Steagall Corporation purchased a vehicle costing $65,000 on January 1, 2019. The company intends to depreciate the asset over 4 years using the units-of-activity method, based on mileage. The salvage value is estimated to be $3,000. The vehicle is expected to be driven by Steagall a total of approximately 200,000 miles during the life of the asset. Using this information, answer the following questions.
What is the depreciation rate of vehicle? $____________________
Prepare the necessary journal entry to record depreciation expense for the current period, if the vehicle was driven 70,000 miles.

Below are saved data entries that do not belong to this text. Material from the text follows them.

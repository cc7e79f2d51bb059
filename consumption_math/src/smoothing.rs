//! Exponential smoothing implementations
//!
//! Contains:
//! - Simple Exponential Smoothing
//! - Double Exponential Smoothing (Holt's Method)

use crate::{MathError, Result};

fn check_factor(name: &str, value: f64) -> Result<()> {
    if value <= 0.0 || value >= 1.0 || !value.is_finite() {
        return Err(MathError::InvalidInput(format!(
            "{} must be between 0 and 1 (exclusive)",
            name
        )));
    }
    Ok(())
}

/// Simple Exponential Smoothing implementation
#[derive(Debug, Clone)]
pub struct ExponentialSmoothing {
    alpha: f64,
    level: Option<f64>,
    values_seen: usize,
}

impl ExponentialSmoothing {
    /// Create a new Exponential Smoothing with the specified alpha (smoothing factor)
    pub fn new(alpha: f64) -> Result<Self> {
        check_factor("Alpha", alpha)?;

        Ok(Self {
            alpha,
            level: None,
            values_seen: 0,
        })
    }

    /// Feed every value of `series` in order
    pub fn fit(mut self, series: &[f64]) -> Self {
        for &value in series {
            self.update(value);
        }
        self
    }

    /// Update the smoothed level with a new value
    pub fn update(&mut self, value: f64) {
        self.values_seen += 1;

        self.level = Some(match self.level {
            // First value seeds the level
            None => value,
            Some(current) => self.alpha * value + (1.0 - self.alpha) * current,
        });
    }

    /// Get the current smoothed level
    pub fn level(&self) -> Result<f64> {
        self.level.ok_or_else(|| {
            MathError::InsufficientData("No data available for exponential smoothing".to_string())
        })
    }

    /// Number of values consumed so far
    pub fn values_seen(&self) -> usize {
        self.values_seen
    }

    /// Get the current alpha value
    pub fn alpha(&self) -> f64 {
        self.alpha
    }
}

/// Double Exponential Smoothing (Holt's Method) implementation
#[derive(Debug, Clone)]
pub struct DoubleExponentialSmoothing {
    alpha: f64,
    beta: f64,
    state: Option<(f64, f64)>,
    values_seen: usize,
}

impl DoubleExponentialSmoothing {
    /// Create a new Double Exponential Smoothing with the specified parameters
    pub fn new(alpha: f64, beta: f64) -> Result<Self> {
        check_factor("Alpha", alpha)?;
        check_factor("Beta", beta)?;

        Ok(Self {
            alpha,
            beta,
            state: None,
            values_seen: 0,
        })
    }

    /// Feed every value of `series` in order
    pub fn fit(mut self, series: &[f64]) -> Self {
        for &value in series {
            self.update(value);
        }
        self
    }

    /// Update level and trend with a new value
    pub fn update(&mut self, value: f64) {
        self.values_seen += 1;

        self.state = Some(match self.state {
            // First value seeds the level with a flat trend
            None => (value, 0.0),
            Some((prev_level, prev_trend)) => {
                let level = self.alpha * value + (1.0 - self.alpha) * (prev_level + prev_trend);
                let trend = self.beta * (level - prev_level) + (1.0 - self.beta) * prev_trend;
                (level, trend)
            }
        });
    }

    /// Forecast `h` steps ahead
    pub fn forecast(&self, h: usize) -> Result<f64> {
        if self.values_seen < 2 {
            return Err(MathError::InsufficientData(
                "Holt's method needs at least 2 observations".to_string(),
            ));
        }
        let (level, trend) = self.components()?;
        Ok(level + h as f64 * trend)
    }

    /// Current `(level, trend)` pair
    pub fn components(&self) -> Result<(f64, f64)> {
        self.state.ok_or_else(|| {
            MathError::InsufficientData(
                "No data available for double exponential smoothing".to_string(),
            )
        })
    }

    pub fn alpha(&self) -> f64 {
        self.alpha
    }

    pub fn beta(&self) -> f64 {
        self.beta
    }
}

_____________________________________
________________________________________
1. The Depreciation Rate = 0.31
2. The Entry Will Be
Date | Accounts and Explanation | Debit | Credit |
31-Dec | Depreciation Expense A/c | 21,700 | |
Accumulated Depreciation A/c | 21,700 | ||
(Depreciation Recorded) |
The cost of asset = 65000
Salavage Value = 3000
Depreciation Base = Cost - Salvage = 65000 - 3000 = 62000
Estimated Mileage = 200000
Then Depreciation Rate = Depreciation Base / Estimated Mileage = 62000 / 200000 = 0.31
The Depreciation Rate will be 0.31
The depreciation for 2019 = Actual mileage of the year x Depreciation Rate = 70000 x 0.31 = 21700
Expense accounts should be debited and will show income statement and accumulated depreciation will show balance sheet as deduction for asset value.